Copy out the line that contains "const LINE: ImplicitLine" and the lines after it through the final one in the entries below, exactly, with no other lines.

[Opening RECORDS FOR THIS TASK section]

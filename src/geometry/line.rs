use std::fmt;

use crate::math::{near_zero, Point2, Vector2};

/// Which half-plane of an [`ImplicitLine`] a point occupies.
#[derive(Debug, Clone, Copy, PartialEq, Eq)]
pub enum LineSide {
    /// `A·x + B·y + C > 0` beyond tolerance.
    Positive,
    /// `A·x + B·y + C < 0` beyond tolerance.
    Negative,
    /// Within tolerance of the line.
    OnLine,
}

/// An infinite straight line in implicit form: `A·x + B·y + C = 0`.
///
/// `A` and `B` are never both zero, so the normal `(A, B)` and the
/// direction `(B, -A)` are always non-zero.
#[derive(Debug, Clone, Copy, PartialEq)]
pub struct ImplicitLine {
    a: f64,
    b: f64,
    c: f64,
}

impl ImplicitLine {
    /// The line `-3x + 5y - 2 = 0`, the only line the analyzer works against.
    pub const FIXED: Self = Self {
        a: -3.0,
        b: 5.0,
        c: -2.0,
    };

    /// Signed implicit value `A·x + B·y + C` at `(x, y)`.
    ///
    /// Zero on the line; the sign tells which half-plane the point is in.
    #[must_use]
    pub fn value_at(&self, x: f64, y: f64) -> f64 {
        self.a * x + self.b * y + self.c
    }

    /// Returns `true` if `(x, y)` lies on the line within tolerance.
    #[must_use]
    pub fn contains(&self, x: f64, y: f64) -> bool {
        near_zero(self.value_at(x, y))
    }

    /// Same as [`contains`](Self::contains) for a point.
    #[must_use]
    pub fn contains_point(&self, p: &Point2) -> bool {
        self.contains(p.x, p.y)
    }

    /// Normal vector `(A, B)`.
    #[must_use]
    pub fn normal(&self) -> Vector2 {
        Vector2::new(self.a, self.b)
    }

    /// Direction vector `(B, -A)`, perpendicular to the normal.
    #[must_use]
    pub fn direction(&self) -> Vector2 {
        Vector2::new(self.b, -self.a)
    }

    /// Classifies `(x, y)` against the line.
    #[must_use]
    pub fn side_of(&self, x: f64, y: f64) -> LineSide {
        let v = self.value_at(x, y);
        if near_zero(v) {
            LineSide::OnLine
        } else if v > 0.0 {
            LineSide::Positive
        } else {
            LineSide::Negative
        }
    }
}

impl fmt::Display for ImplicitLine {
    fn fmt(&self, f: &mut fmt::Formatter<'_>) -> fmt::Result {
        let sign = |v: f64| if v < 0.0 { '-' } else { '+' };
        write!(
            f,
            "{}x {} {}y {} {} = 0",
            self.a,
            sign(self.b),
            self.b.abs(),
            sign(self.c),
            self.c.abs()
        )
    }
}

#[cfg(test)]
mod tests {
    use super::*;
    use approx::assert_abs_diff_eq;

    const LINE: ImplicitLine = ImplicitLine::FIXED;

    #[test]
    fn fixed_coefficients() {
        assert_abs_diff_eq!(LINE.normal(), Vector2::new(-3.0, 5.0));
        assert_abs_diff_eq!(LINE.value_at(0.0, 0.0), -2.0);
    }

    #[test]
    fn value_at_origin() {
        assert_abs_diff_eq!(LINE.value_at(0.0, 0.0), -2.0);
        assert_abs_diff_eq!(LINE.value_at(1.0, 1.0), 0.0);
    }

    #[test]
    fn contains_known_points() {
        assert!(LINE.contains(1.0, 1.0));
        assert!(LINE.contains(4.0, 2.8));
        assert!(LINE.contains(-1.0, -0.2));
        assert!(!LINE.contains(0.0, 0.0));
        assert!(!LINE.contains(5.0, 5.0));
    }

    #[test]
    fn direction_is_orthogonal_to_normal() {
        assert_abs_diff_eq!(LINE.normal().dot(&LINE.direction()), 0.0);
        assert_abs_diff_eq!(LINE.direction(), Vector2::new(5.0, 3.0));
    }

    #[test]
    fn side_classification() {
        assert_eq!(LINE.side_of(0.0, 0.0), LineSide::Negative);
        assert_eq!(LINE.side_of(0.0, 2.0), LineSide::Positive);
        assert_eq!(LINE.side_of(1.0, 1.0), LineSide::OnLine);
    }

    #[test]
    fn display_equation() {
        assert_eq!(LINE.to_string(), "-3x + 5y - 2 = 0");
    }
}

[Closing RECORDS FOR THIS TASK section]

SOLUTION FOR THIS TASK
    const LINE: ImplicitLine = ImplicitLine::FIXED;

    #[test]
    fn fixed_coefficients() {
        assert_abs_diff_eq!(LINE.normal(), Vector2::new(-3.0, 5.0));
        assert_abs_diff_eq!(LINE.value_at(0.0, 0.0), -2.0);
    }

    #[test]
    fn value_at_origin() {
        assert_abs_diff_eq!(LINE.value_at(0.0, 0.0), -2.0);
        assert_abs_diff_eq!(LINE.value_at(1.0, 1.0), 0.0);
    }

    #[test]
    fn contains_known_points() {
        assert!(LINE.contains(1.0, 1.0));
        assert!(LINE.contains(4.0, 2.8));
        assert!(LINE.contains(-1.0, -0.2));
        assert!(!LINE.contains(0.0, 0.0));
        assert!(!LINE.contains(5.0, 5.0));
    }

    #[test]
    fn direction_is_orthogonal_to_normal() {
        assert_abs_diff_eq!(LINE.normal().dot(&LINE.direction()), 0.0);
        assert_abs_diff_eq!(LINE.direction(), Vector2::new(5.0, 3.0));
    }

    #[test]
    fn side_classification() {
        assert_eq!(LINE.side_of(0.0, 0.0), LineSide::Negative);
        assert_eq!(LINE.side_of(0.0, 2.0), LineSide::Positive);
        assert_eq!(LINE.side_of(1.0, 1.0), LineSide::OnLine);
    }

    #[test]
    fn display_equation() {
        assert_eq!(LINE.to_string(), "-3x + 5y - 2 = 0");
    }
}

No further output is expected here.